Su lugar de nacimiento, que ahora es un desierto, era a principios del siglo XIX una región pantanosa, en la que se unían las aguas de los ríos Mendoza y Desaguadero. Poco es lo que sabemos sobre Martina, a excepción de destellos puntuales de su existencia. Existe, por ejemplo, una controversia sobre sus orígenes. La hipótesis más aceptada sostiene que habría sido la única hija de la unión entre uno de los últimos caciques huarpes, Ambrosio Chapanay, y de Mercedes González, una mujer blanca nacida en la ciudad de San Juan. Otros, en cambio, afirman que su padre era un indio chaqueño que se había refugiado entre los huarpes, y su madre una mujer sanjuanina llamada Teodora, apasionada por la educación. 

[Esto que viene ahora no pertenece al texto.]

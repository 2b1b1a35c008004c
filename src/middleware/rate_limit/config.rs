use serde::{Deserialize, Serialize};
use std::time::Duration;

/// Rate Limit 설정
#[derive(Debug, Clone, Serialize, Deserialize)]
pub struct RateLimitConfig {
    /// 윈도우당 최대 요청 수
    #[serde(default = "default_max")]
    pub max: u32,

    /// 윈도우 길이(초)
    #[serde(default = "default_window_secs")]
    pub window_secs: u64,

    /// 오래된 방문자 정리 주기(초). 0이면 윈도우의 두 배
    #[serde(default)]
    pub cleanup_interval_secs: u64,
}

fn default_max() -> u32 {
    60 // 기본값: 분당 60 요청
}

fn default_window_secs() -> u64 {
    60
}

impl Default for RateLimitConfig {
    fn default() -> Self {
        Self {
            max: default_max(),
            window_secs: default_window_secs(),
            cleanup_interval_secs: 0,
        }
    }
}

impl RateLimitConfig {
    pub fn window(&self) -> Duration {
        Duration::from_secs(self.window_secs)
    }

    pub fn cleanup_interval(&self) -> Option<Duration> {
        match self.cleanup_interval_secs {
            0 => None,
            secs => Some(Duration::from_secs(secs)),
        }
    }

    pub fn validate(&self) -> Result<(), String> {
        if self.max == 0 {
            return Err("rate_limit.max는 0보다 커야 합니다".to_string());
        }
        if self.window_secs == 0 {
            return Err("rate_limit.window_secs는 0보다 커야 합니다".to_string());
        }
        Ok(())
    }
}
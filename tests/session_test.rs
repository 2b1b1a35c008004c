mod common;

use std::sync::Arc;
use serde_json::Value;
use martian_stack::cache::{CacheExt, CacheService, MemoryCache};
use martian_stack::context::Ctx;
use martian_stack::error::Result;
use martian_stack::middleware::{start_session, SessionMiddleware};
use martian_stack::scope::Scope;
use martian_stack::session::{FlashLevel, SessionConfig};
use common::{client, cookie_pair, new_server, TestServer};

const COOKIE: &str = "martian_session_id";

async fn counter(ctx: Ctx) -> Result<()> {
    let session = ctx.session()?;
    let count = session.data().get_int("count").unwrap_or(0) + 1;
    session.data().set("count", &count)?;
    ctx.send_json(&serde_json::json!({ "count": count }))
}

async fn read_only(ctx: Ctx) -> Result<()> {
    let count = ctx.session()?.data().get_int("count").unwrap_or(0);
    ctx.send_string(&count.to_string())
}

fn session_server(cache: Arc<MemoryCache>, config: SessionConfig) -> martian_stack::server::Server {
    let mut server = new_server();
    server.add_middleware(SessionMiddleware::new(cache, config));
    server.get("/counter", counter).unwrap();
    server.get("/peek", read_only).unwrap();
    server
}

async fn count_of(res: reqwest::Response) -> i64 {
    let body: Value = res.json().await.unwrap();
    body["count"].as_i64().unwrap()
}

#[tokio::test]
async fn test_counter_follows_session_cookie() {
    let cache = Arc::new(MemoryCache::new());
    let srv = TestServer::spawn(session_server(cache.clone(), SessionConfig::default())).await;

    let res = client().get(srv.url("/counter")).send().await.unwrap();
    let cookie = cookie_pair(&res, COOKIE).expect("session cookie");
    let set_cookie = res.headers()["set-cookie"].to_str().unwrap().to_string();
    assert!(set_cookie.contains("HttpOnly"));
    assert!(set_cookie.contains("SameSite=Lax"));
    assert!(set_cookie.contains("Max-Age=172800"));
    assert!(set_cookie.contains("Path=/"));
    assert!(set_cookie.contains("Domain=127.0.0.1"));
    assert!(!set_cookie.contains("Secure"));
    assert_eq!(count_of(res).await, 1);

    for expected in 2..=3 {
        let res = client()
            .get(srv.url("/counter"))
            .header("cookie", &cookie)
            .send()
            .await
            .unwrap();
        assert!(cookie_pair(&res, COOKIE).is_none());
        assert_eq!(count_of(res).await, expected);
    }

    // 쿠키 없는 요청은 새 세션
    let res = client().get(srv.url("/counter")).send().await.unwrap();
    assert_ne!(cookie_pair(&res, COOKIE).unwrap(), cookie);
    assert_eq!(count_of(res).await, 1);

    let id = cookie.trim_start_matches(&format!("{}=", COOKIE));
    let stored: Value = serde_json::from_slice(
        &cache.get_bytes(&Scope::new(), &format!("sess:{}", id)).await.unwrap(),
    )
    .unwrap();
    assert_eq!(stored["count"], 3);
    srv.stop().await;
}

#[tokio::test]
async fn test_clean_session_is_not_persisted() {
    let cache = Arc::new(MemoryCache::new());
    let srv = TestServer::spawn(session_server(cache.clone(), SessionConfig::default())).await;

    let res = client().get(srv.url("/peek")).send().await.unwrap();
    let cookie = cookie_pair(&res, COOKIE).unwrap();
    assert_eq!(res.text().await.unwrap(), "0");

    let keys = cache.keys(&Scope::new(), "sess:*").await.unwrap();
    assert!(keys.is_empty(), "unexpected keys: {:?}", keys);
    assert!(!cookie.is_empty());
    srv.stop().await;
}

#[tokio::test]
async fn test_invalid_session_id_is_replaced() {
    let cache = Arc::new(MemoryCache::new());
    let srv = TestServer::spawn(session_server(cache, SessionConfig::default())).await;

    let res = client()
        .get(srv.url("/counter"))
        .header("cookie", format!("{}=../../etc", COOKIE))
        .send()
        .await
        .unwrap();
    let cookie = cookie_pair(&res, COOKIE).unwrap();
    assert_ne!(cookie, format!("{}=../../etc", COOKIE));
    assert_eq!(count_of(res).await, 1);
    srv.stop().await;
}

#[tokio::test]
async fn test_secure_cookie_behind_https_proxy() {
    let cache = Arc::new(MemoryCache::new());
    let srv = TestServer::spawn(session_server(cache, SessionConfig::default())).await;

    let res = client()
        .get(srv.url("/counter"))
        .header("x-forwarded-proto", "https")
        .send()
        .await
        .unwrap();
    let set_cookie = res.headers()["set-cookie"].to_str().unwrap().to_string();
    assert!(set_cookie.ends_with("; Secure"));
    srv.stop().await;
}

#[tokio::test]
async fn test_manual_session_start() {
    let cache = Arc::new(MemoryCache::new());
    let config = SessionConfig {
        autostart: false,
        ..SessionConfig::default()
    };

    let mut server = new_server();
    server.add_middleware(SessionMiddleware::new(cache.clone(), config.clone()));
    server.get("/counter", counter).unwrap();
    let login_cache = cache.clone();
    let login_config = config.clone();
    server
        .post("/login", move |ctx: Ctx| {
            let cache = login_cache.clone();
            let config = login_config.clone();
            async move {
                let session = start_session(&ctx, cache.as_ref(), &config).await?;
                session.add_flash(FlashLevel::Success, "welcome");
                ctx.send_string("logged in")
            }
        })
        .unwrap();
    server
        .get("/flash", |ctx: Ctx| async move {
            let flashes = ctx.session()?.take_flashes();
            ctx.send_json(&flashes)
        })
        .unwrap();
    let srv = TestServer::spawn(server).await;

    let res = client()
        .get(srv.url("/counter"))
        .header("accept", "application/json")
        .send()
        .await
        .unwrap();
    assert_eq!(res.status(), 500);
    let body: Value = res.json().await.unwrap();
    assert_eq!(body["msg"], "Session not started");

    let res = client().post(srv.url("/login")).send().await.unwrap();
    let cookie = cookie_pair(&res, COOKIE).unwrap();

    // 자동 시작이 꺼져 있으면 쿠키가 있어도 세션을 불러오지 않음
    let res = client()
        .get(srv.url("/flash"))
        .header("cookie", &cookie)
        .send()
        .await
        .unwrap();
    assert_eq!(res.status(), 500);

    let id = cookie.trim_start_matches(&format!("{}=", COOKIE));
    let stored: Value = cache.get(&Scope::new(), &format!("sess:{}", id)).await.unwrap();
    assert_eq!(stored["flashes"][0]["level"], "success");
    assert_eq!(stored["flashes"][0]["msg"], "welcome");
    srv.stop().await;
}
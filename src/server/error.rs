use std::fmt;
use crate::routing::RoutingError;
use crate::tls::TlsError;

#[derive(Debug)]
pub enum ServerError {
    /// 리스너 바인딩 실패
    Bind {
        addr: String,
        source: std::io::Error,
    },
    Io(std::io::Error),
    Tls(TlsError),
    Routing(RoutingError),
    /// 서버 태스크가 비정상 종료됨
    Join(tokio::task::JoinError),
}

impl fmt::Display for ServerError {
    fn fmt(&self, f: &mut fmt::Formatter<'_>) -> fmt::Result {
        match self {
            ServerError::Bind { addr, source } => write!(f, "{} 바인딩 실패: {}", addr, source),
            ServerError::Io(e) => write!(f, "IO 에러: {}", e),
            ServerError::Tls(e) => write!(f, "TLS 에러: {}", e),
            ServerError::Routing(e) => write!(f, "라우팅 에러: {}", e),
            ServerError::Join(e) => write!(f, "서버 태스크 에러: {}", e),
        }
    }
}

impl std::error::Error for ServerError {
    fn source(&self) -> Option<&(dyn std::error::Error + 'static)> {
        match self {
            ServerError::Bind { source, .. } => Some(source),
            ServerError::Io(e) => Some(e),
            ServerError::Tls(e) => Some(e),
            ServerError::Routing(e) => Some(e),
            ServerError::Join(e) => Some(e),
        }
    }
}

impl From<std::io::Error> for ServerError {
    fn from(err: std::io::Error) -> Self {
        ServerError::Io(err)
    }
}

impl From<TlsError> for ServerError {
    fn from(err: TlsError) -> Self {
        ServerError::Tls(err)
    }
}

impl From<RoutingError> for ServerError {
    fn from(err: RoutingError) -> Self {
        ServerError::Routing(err)
    }
}
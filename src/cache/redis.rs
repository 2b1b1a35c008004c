use std::time::Duration;
use async_trait::async_trait;
use redis::aio::ConnectionManager;
use redis::{Cmd, FromRedisValue};
use tracing::{debug, info, warn};
use url::Url;
use crate::scope::Scope;
use crate::settings::RedisSettings;
use super::{check_scope, CacheError, CacheService};

/// Redis 캐시 백엔드
///
/// 명령 전송은 `redis` 크레이트의 `ConnectionManager`에 맡기며, 끊어진 연결은
/// 자동으로 재연결됩니다. 각 명령은 호출자 범위와 경쟁하며, 범위가 먼저 끝나면
/// 응답을 기다리지 않고 실패합니다.
#[derive(Clone)]
pub struct RedisCache {
    conn: ConnectionManager,
}

impl RedisCache {
    pub async fn connect(settings: &RedisSettings) -> Result<Self, CacheError> {
        let url = connection_url(settings)?;
        let client = redis::Client::open(url.as_str())?;
        let conn = ConnectionManager::new(client).await?;

        info!(
            host = %settings.host,
            port = settings.port,
            db = settings.db,
            "Redis 캐시 연결 완료"
        );
        Ok(Self { conn })
    }

    async fn run<T: FromRedisValue + Send>(&self, scope: &Scope, cmd: Cmd) -> Result<T, CacheError> {
        check_scope(scope)?;
        let mut conn = self.conn.clone();

        tokio::select! {
            result = cmd.query_async::<_, T>(&mut conn) => result.map_err(CacheError::from),
            reason = scope.done() => Err(reason.into()),
        }
    }
}

/// `redis://[user][:password@]host:port/db` 형식의 연결 주소를 만듭니다.
pub fn connection_url(settings: &RedisSettings) -> Result<Url, CacheError> {
    let invalid = |reason: String| CacheError::Backend(format!("invalid redis address: {}", reason));

    let mut url = Url::parse(&format!("redis://{}:{}", settings.host, settings.port))
        .map_err(|e| invalid(e.to_string()))?;
    url.set_path(&format!("/{}", settings.db));

    if let Some(username) = settings.username.as_deref().filter(|u| !u.is_empty()) {
        url.set_username(username).map_err(|_| invalid("username".to_string()))?;
    }
    if let Some(password) = settings.password.as_deref().filter(|p| !p.is_empty()) {
        url.set_password(Some(password)).map_err(|_| invalid("password".to_string()))?;
    }
    Ok(url)
}

/// 글롭 패턴을 Redis `KEYS` 패턴으로 바꿉니다.
///
/// 메모리 백엔드와 맞추기 위해 `*` 이외의 Redis 글롭 문자는 이스케이프하고,
/// 키 시작에만 고정되도록 끝에 `*`를 붙입니다.
pub fn redis_pattern(pattern: &str) -> String {
    let mut out = String::with_capacity(pattern.len() + 1);
    for ch in pattern.chars() {
        if matches!(ch, '?' | '[' | ']' | '\\') {
            out.push('\\');
        }
        out.push(ch);
    }
    if !out.ends_with('*') {
        out.push('*');
    }
    out
}

#[async_trait]
impl CacheService for RedisCache {
    async fn set_bytes(&self, scope: &Scope, key: &str, value: Vec<u8>, ttl: Duration) -> Result<(), CacheError> {
        let mut cmd = redis::cmd("SET");
        cmd.arg(key).arg(value);
        if !ttl.is_zero() {
            let millis = ttl.as_millis().max(1) as u64;
            cmd.arg("PX").arg(millis);
        }
        self.run::<()>(scope, cmd).await
    }

    async fn get_bytes(&self, scope: &Scope, key: &str) -> Result<Vec<u8>, CacheError> {
        let mut cmd = redis::cmd("GET");
        cmd.arg(key);
        self.run::<Option<Vec<u8>>>(scope, cmd)
            .await?
            .ok_or_else(|| CacheError::not_found(key))
    }

    async fn exists(&self, scope: &Scope, key: &str) -> bool {
        let mut cmd = redis::cmd("EXISTS");
        cmd.arg(key);
        match self.run::<bool>(scope, cmd).await {
            Ok(found) => found,
            Err(e) => {
                warn!(key = %key, error = %e, "Redis EXISTS 실패");
                false
            }
        }
    }

    async fn keys(&self, scope: &Scope, pattern: &str) -> Result<Vec<String>, CacheError> {
        let mut cmd = redis::cmd("KEYS");
        cmd.arg(redis_pattern(pattern));
        self.run::<Vec<String>>(scope, cmd).await
    }

    async fn delete(&self, scope: &Scope, keys: &[&str]) -> Result<(), CacheError> {
        if keys.is_empty() {
            return check_scope(scope);
        }
        let mut cmd = redis::cmd("DEL");
        cmd.arg(keys);
        let removed = self.run::<i64>(scope, cmd).await?;
        debug!(removed, "Redis 키 삭제");
        Ok(())
    }

    async fn delete_pattern(&self, scope: &Scope, pattern: &str) -> Result<(), CacheError> {
        let keys = self.keys(scope, pattern).await?;
        let refs: Vec<&str> = keys.iter().map(String::as_str).collect();
        self.delete(scope, &refs).await
    }

    async fn flush(&self, scope: &Scope) -> Result<(), CacheError> {
        self.run::<()>(scope, redis::cmd("FLUSHDB")).await
    }

    async fn close(&self) -> Result<(), CacheError> {
        debug!("Redis 캐시 종료");
        Ok(())
    }
}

Criada en un pueblo derrotado y evangelizado, sometido y relegado a la práctica de la agricultura, sus hábitos pacíficos contrastaron con el carácter indómito de esta niña, fruto del mestizaje y decidida a romper las reglas.  

Martina fue educada en los oficios femeninos, pero también aprendió las habilidades que por entonces estaban asociadas a los hombres. Llamaban la atención sus virtudes como jinete y como cuchillera. Hacía galopar con maestría a los caballos en los arenales, montaba en pelo con naturalidad, participaba en cacerías, pialaba terneros y nadaba con enorme destreza. Su fino sentido de la orientación la convirtió naturalmente en chasqui. Cuentan que el mismísimo general San Martín utilizó sus servicios como mensajera en su epopeya libertadora.

De baja altura, fuerte y muy ágil, era morena y su cabello era negro azabache y le llegaba hasta la cintura.  

A la muerte de su madre, su padre la entregó para su crianza a Clara Sánchez, residente en la ciudad de San Juan. Pero Martina demostró su carácter indomable, y consiguió escapar, dejando encerrada a la familia que la había recibido. 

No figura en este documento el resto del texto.